1946年4月22日の米国海軍軍政府指令第156号「沖縄中央政府の創設(Central Okinawan Administration, Creation of)[注釈 1]」により[4][3]、同年4月24日に諮問機関としての沖縄諮詢会は政府組織としての沖縄民政府に改組されることとなった[3][5][注釈 2]

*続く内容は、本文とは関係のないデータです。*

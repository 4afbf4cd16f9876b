//! News feed, article reader and research reports. All reference data, seeded
//! once at startup; the reader resolves articles by id and a miss is a
//! terminal not-found state rather than an error.

use chrono::NaiveDate;

#[derive(Clone, Debug)]
pub struct NewsItem {
    pub id: &'static str,
    pub title: &'static str,
    pub summary: &'static str,
    pub date: NaiveDate,
    pub category: &'static str,
    pub read_time_min: u8,
    pub likes: u32,
}

#[derive(Clone, Debug)]
pub struct Article {
    pub id: &'static str,
    pub title: &'static str,
    pub author: &'static str,
    pub author_position: &'static str,
    pub date: NaiveDate,
    pub category: &'static str,
    pub tags: &'static [&'static str],
    pub body: &'static [&'static str],
    pub likes: u32,
    pub comments: u32,
    pub shares: u32,
}

#[derive(Clone, Debug)]
pub struct ResearchReport {
    pub id: &'static str,
    pub title: &'static str,
    pub summary: &'static str,
    pub author: &'static str,
    pub date: NaiveDate,
    pub category: &'static str,
    pub tags: &'static [&'static str],
    pub premium: bool,
    pub pages: u16,
}

#[derive(Clone, Copy, Debug, PartialEq, Eq)]
pub enum NewsSort {
    Date,
    Likes,
}

#[derive(Clone, Copy, Debug, PartialEq, Eq)]
pub enum SortOrder {
    Asc,
    Desc,
}

pub const CATEGORIES: &[&str] = &[
    "All", "Bitcoin", "Ethereum", "DeFi", "NFT", "Regulation", "Adoption", "Mining",
    "Security", "CBDC",
];

fn ymd(y: i32, m: u32, d: u32) -> NaiveDate {
    NaiveDate::from_ymd_opt(y, m, d).unwrap_or_default()
}

pub fn seed_news() -> Vec<NewsItem> {
    vec![
        NewsItem { id: "1", title: "Bitcoin ETF Approval Sends Markets into Bull Run Territory", summary: "After years of anticipation, the SEC has finally approved the first Bitcoin spot ETF, allowing institutional investors easier access to the crypto market.", date: ymd(2023, 5, 15), category: "Bitcoin", read_time_min: 5, likes: 234 },
        NewsItem { id: "2", title: "Ethereum Completes Major Upgrade, Gas Fees Drop by 90%", summary: "The long-awaited Ethereum upgrade has finally been completed, resulting in significantly lower transaction fees and improved scalability.", date: ymd(2023, 5, 12), category: "Ethereum", read_time_min: 4, likes: 187 },
        NewsItem { id: "3", title: "Central Banks Globally Consider Digital Currency Options", summary: "More than 80% of central banks worldwide are now exploring the possibility of issuing their own digital currencies, according to a new report.", date: ymd(2023, 5, 10), category: "CBDC", read_time_min: 6, likes: 142 },
        NewsItem { id: "4", title: "DeFi Protocol Achieves $1 Billion in Total Value Locked", summary: "The decentralized finance protocol has reached a significant milestone, with over $1 billion in assets now locked in its smart contracts.", date: ymd(2023, 5, 8), category: "DeFi", read_time_min: 3, likes: 98 },
        NewsItem { id: "5", title: "NFT Marketplace Launches New Creator-Focused Features", summary: "The popular NFT marketplace has announced a suite of new features designed to empower creators and provide more earning opportunities.", date: ymd(2023, 5, 5), category: "NFT", read_time_min: 5, likes: 112 },
        NewsItem { id: "6", title: "Major Payment Processor Adds Crypto Payment Options", summary: "One of the world's largest payment processors has announced it will support cryptocurrency payments, marking a major step toward mainstream adoption.", date: ymd(2023, 5, 3), category: "Adoption", read_time_min: 4, likes: 167 },
        NewsItem { id: "7", title: "Crypto Mining Farm Switches to 100% Renewable Energy", summary: "A major cryptocurrency mining operation has completed its transition to using exclusively renewable energy sources, addressing environmental concerns.", date: ymd(2023, 5, 1), category: "Mining", read_time_min: 7, likes: 203 },
        NewsItem { id: "8", title: "New Regulatory Framework for Crypto Assets Proposed", summary: "Lawmakers have introduced a comprehensive regulatory framework aimed at providing clarity for cryptocurrency businesses while protecting consumers.", date: ymd(2023, 4, 28), category: "Regulation", read_time_min: 8, likes: 145 },
        NewsItem { id: "9", title: "Cross-Chain Bridge Protocol Improves Security Measures", summary: "Following several high-profile exploits, a popular cross-chain bridge protocol has implemented enhanced security measures to protect user funds.", date: ymd(2023, 4, 25), category: "Security", read_time_min: 6, likes: 89 },
    ]
}

pub fn seed_articles() -> Vec<Article> {
    vec![
        Article {
            id: "1",
            title: "Bitcoin ETF Approval Sends Markets into Bull Run Territory",
            author: "Alex Thompson",
            author_position: "Senior Crypto Analyst",
            date: ymd(2023, 5, 15),
            category: "Bitcoin",
            tags: &["Bitcoin", "ETF", "Regulation", "Institutional Investment"],
            body: &[
                "After years of anticipation, the Securities and Exchange Commission has finally approved the first Bitcoin spot Exchange-Traded Fund, marking a significant milestone in the cryptocurrency industry's journey toward mainstream acceptance.",
                "The approval, which came after multiple rejected applications over the past five years, allows institutional investors easier access to the Bitcoin market without the need to directly hold the digital asset.",
                "Following the announcement, Bitcoin's price surged by over 15% within 24 hours, briefly touching an all-time high above $68,000. The strong price action has led many analysts to suggest that crypto markets have officially entered bull run territory.",
                "Several major financial institutions have already expressed their intention to offer Bitcoin ETF products to their clients. Industry experts predict that the ETF could attract more than $50 billion in inflows during its first year.",
                "Analysts are now looking ahead to potential Ethereum ETF approvals, which many believe could follow in the coming months. Whether this approval marks the beginning of a sustained bull market remains to be seen, but its significance for the ecosystem is undeniable.",
            ],
            likes: 234,
            comments: 56,
            shares: 89,
        },
        Article {
            id: "2",
            title: "Ethereum Completes Major Upgrade, Gas Fees Drop by 90%",
            author: "Sophia Rodriguez",
            author_position: "Blockchain Technology Reporter",
            date: ymd(2023, 5, 12),
            category: "Ethereum",
            tags: &["Ethereum", "Gas Fees", "Scalability", "DeFi", "NFT"],
            body: &[
                "The long-awaited Ethereum upgrade has finally been completed, resulting in significantly lower transaction fees and improved scalability for the world's second-largest blockchain network.",
                "After months of testing, the upgrade was implemented through a hard fork that introduced several key improvements. Most notably, average transaction costs have dropped by approximately 90% compared to previous levels.",
                "The decentralized finance and non-fungible token sectors, heavily built on Ethereum infrastructure, have already begun seeing positive effects. Daily active users across major DeFi platforms increased by over 35% in the week following the upgrade.",
                "Ethereum's price has responded positively, rising approximately 25% since the upgrade was announced, though analysts are more focused on the long-term implications for the ecosystem than short-term price movements.",
                "The development team has already outlined the next phases of the roadmap, which include further scalability improvements and enhanced privacy features.",
            ],
            likes: 187,
            comments: 43,
            shares: 65,
        },
        Article {
            id: "3",
            title: "Central Banks Globally Consider Digital Currency Options",
            author: "Marcus Webb",
            author_position: "Financial Policy Correspondent",
            date: ymd(2023, 5, 10),
            category: "CBDC",
            tags: &["CBDC", "Central Banks", "Monetary Policy"],
            body: &[
                "More than 80% of central banks worldwide are now exploring the possibility of issuing their own digital currencies, according to a new comprehensive report released this week by the Bank for International Settlements.",
                "The report, which surveyed 81 central banks across developed and emerging economies, indicates a significant acceleration in Central Bank Digital Currency research and development compared to previous years.",
                "Emerging economies are leading the charge, with several pilot programs already live. Developed economies remain more cautious, citing privacy concerns and the potential impact on commercial banking.",
                "The trend represents a fundamental shift in how monetary authorities are approaching the digital transformation of finance, with most respondents expecting a live retail CBDC within the decade.",
            ],
            likes: 142,
            comments: 31,
            shares: 47,
        },
    ]
}

pub fn seed_reports() -> Vec<ResearchReport> {
    vec![
        ResearchReport { id: "r1", title: "The Institutional Shift: Crypto Allocation in Traditional Portfolios", summary: "A quantitative look at how pension funds and asset managers are sizing digital-asset allocations.", author: "Dr. Elena Vasquez", date: ymd(2023, 5, 14), category: "Bitcoin", tags: &["Institutional", "Allocation", "Risk"], premium: true, pages: 42 },
        ResearchReport { id: "r2", title: "Layer 2 Scaling: State of the Ecosystem", summary: "Comparative throughput, cost and security analysis of the leading Ethereum rollups.", author: "James Park", date: ymd(2023, 5, 9), category: "Ethereum", tags: &["Layer 2", "Rollups", "Scalability"], premium: true, pages: 38 },
        ResearchReport { id: "r3", title: "Stablecoin Mechanics and Systemic Risk", summary: "How reserve composition and redemption design shape depeg scenarios.", author: "Priya Nair", date: ymd(2023, 5, 4), category: "Regulation", tags: &["Stablecoins", "Risk"], premium: false, pages: 27 },
        ResearchReport { id: "r4", title: "DeFi Yield Sources: Sustainable or Circular?", summary: "Decomposing where decentralized finance yields actually come from.", author: "Tom Okafor", date: ymd(2023, 4, 30), category: "DeFi", tags: &["DeFi", "Yield"], premium: false, pages: 19 },
        ResearchReport { id: "r5", title: "Mining Economics After the Halving", summary: "Hashrate, energy markets and miner margin projections for the next cycle.", author: "Dr. Elena Vasquez", date: ymd(2023, 4, 22), category: "Mining", tags: &["Mining", "Halving", "Energy"], premium: true, pages: 33 },
        ResearchReport { id: "r6", title: "NFT Market Microstructure", summary: "Liquidity, wash trading detection and price discovery in NFT marketplaces.", author: "Sarah Kim", date: ymd(2023, 4, 18), category: "NFT", tags: &["NFT", "Liquidity"], premium: false, pages: 24 },
    ]
}

/// Resolve an article id for the reader view. A miss means a not-found
/// screen, not an error.
pub fn lookup<'a>(articles: &'a [Article], id: &str) -> Option<&'a Article> {
    articles.iter().find(|a| a.id == id)
}

/// Search over title and summary, category filter, then sort by date or
/// likes in the requested order.
pub fn filter_and_sort<'a>(
    items: &'a [NewsItem],
    search: &str,
    category: &str,
    sort: NewsSort,
    order: SortOrder,
) -> Vec<&'a NewsItem> {
    let needle = search.to_lowercase();
    let mut matched: Vec<&NewsItem> = items
        .iter()
        .filter(|item| {
            let matches_search = needle.is_empty()
                || item.title.to_lowercase().contains(&needle)
                || item.summary.to_lowercase().contains(&needle);
            let matches_category = category == "All" || item.category == category;
            matches_search && matches_category
        })
        .collect();

    matched.sort_by(|a, b| {
        let ord = match sort {
            NewsSort::Date => a.date.cmp(&b.date),
            NewsSort::Likes => a.likes.cmp(&b.likes),
        };
        match order {
            SortOrder::Asc => ord,
            SortOrder::Desc => ord.reverse(),
        }
    });
    matched
}

/// Research list filter: search spans title, summary, author and tags.
pub fn filter_reports<'a>(
    reports: &'a [ResearchReport],
    search: &str,
    category: &str,
    premium_only: bool,
) -> Vec<&'a ResearchReport> {
    let needle = search.to_lowercase();
    reports
        .iter()
        .filter(|report| {
            let matches_search = needle.is_empty()
                || report.title.to_lowercase().contains(&needle)
                || report.summary.to_lowercase().contains(&needle)
                || report.author.to_lowercase().contains(&needle)
                || report.tags.iter().any(|t| t.to_lowercase().contains(&needle));
            let matches_category = category == "All" || report.category == category;
            let matches_premium = !premium_only || report.premium;
            matches_search && matches_category && matches_premium
        })
        .collect()
}

#[cfg(test)]
mod tests {
    use super::*;

    #[test]
    fn test_lookup_hit_and_miss() {
        let articles = seed_articles();
        assert!(lookup(&articles, "1").is_some());
        assert!(lookup(&articles, "2").is_some());
        assert!(lookup(&articles, "999").is_none(), "unknown id is a not-found, not a panic");
    }

    #[test]
    fn test_filter_by_category() {
        let items = seed_news();
        let bitcoin = filter_and_sort(&items, "", "Bitcoin", NewsSort::Date, SortOrder::Desc);
        assert_eq!(bitcoin.len(), 1);
        assert_eq!(bitcoin[0].id, "1");

        let all = filter_and_sort(&items, "", "All", NewsSort::Date, SortOrder::Desc);
        assert_eq!(all.len(), items.len());
    }

    #[test]
    fn test_filter_by_search_term() {
        let items = seed_news();
        let hits = filter_and_sort(&items, "ethereum", "All", NewsSort::Date, SortOrder::Desc);
        assert_eq!(hits.len(), 1);

        let none = filter_and_sort(&items, "quantum", "All", NewsSort::Date, SortOrder::Desc);
        assert!(none.is_empty());
    }

    #[test]
    fn test_sort_by_date_and_likes() {
        let items = seed_news();
        let by_date = filter_and_sort(&items, "", "All", NewsSort::Date, SortOrder::Desc);
        for pair in by_date.windows(2) {
            assert!(pair[0].date >= pair[1].date);
        }

        let by_likes = filter_and_sort(&items, "", "All", NewsSort::Likes, SortOrder::Asc);
        for pair in by_likes.windows(2) {
            assert!(pair[0].likes <= pair[1].likes);
        }
    }

    #[test]
    fn test_premium_report_filter() {
        let reports = seed_reports();
        let premium = filter_reports(&reports, "", "All", true);
        assert!(premium.iter().all(|r| r.premium));
        assert!(premium.len() < reports.len());

        let by_author = filter_reports(&reports, "vasquez", "All", false);
        assert_eq!(by_author.len(), 2);
    }
}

当時の軍政府は海軍が所管していたが、1946年7月に予定される軍政府の陸軍移管の前に、海軍軍政府内に確固たる沖縄の統治構造を構築しようとする動きが強まったことが背景にあるとされる[5]。沖縄民政府の長である知事(沖縄民政府知事)には、沖縄諮詢会委員長の志喜屋孝信が任命された[5][6]。また、知事の諮問機関として沖縄議会が設置された(1949年に沖縄民政議会に改組)[5]。名称は「沖縄中央政府」として発足したが、同年12月1日に「沖縄民政府」に改称された[3]

沖縄民政府知事も沖縄議会議員も公選制ではなかった。同時期に奄美諸島では「臨時北部南西諸島政庁」、宮古諸島では「宮古民政府」、八重山諸島では「八重山民政府」が設立されているが、いずれも知事および議員は公選でなく、軍政府の任命によるものであった。そのため知事公選制を求める運動も展開された[3]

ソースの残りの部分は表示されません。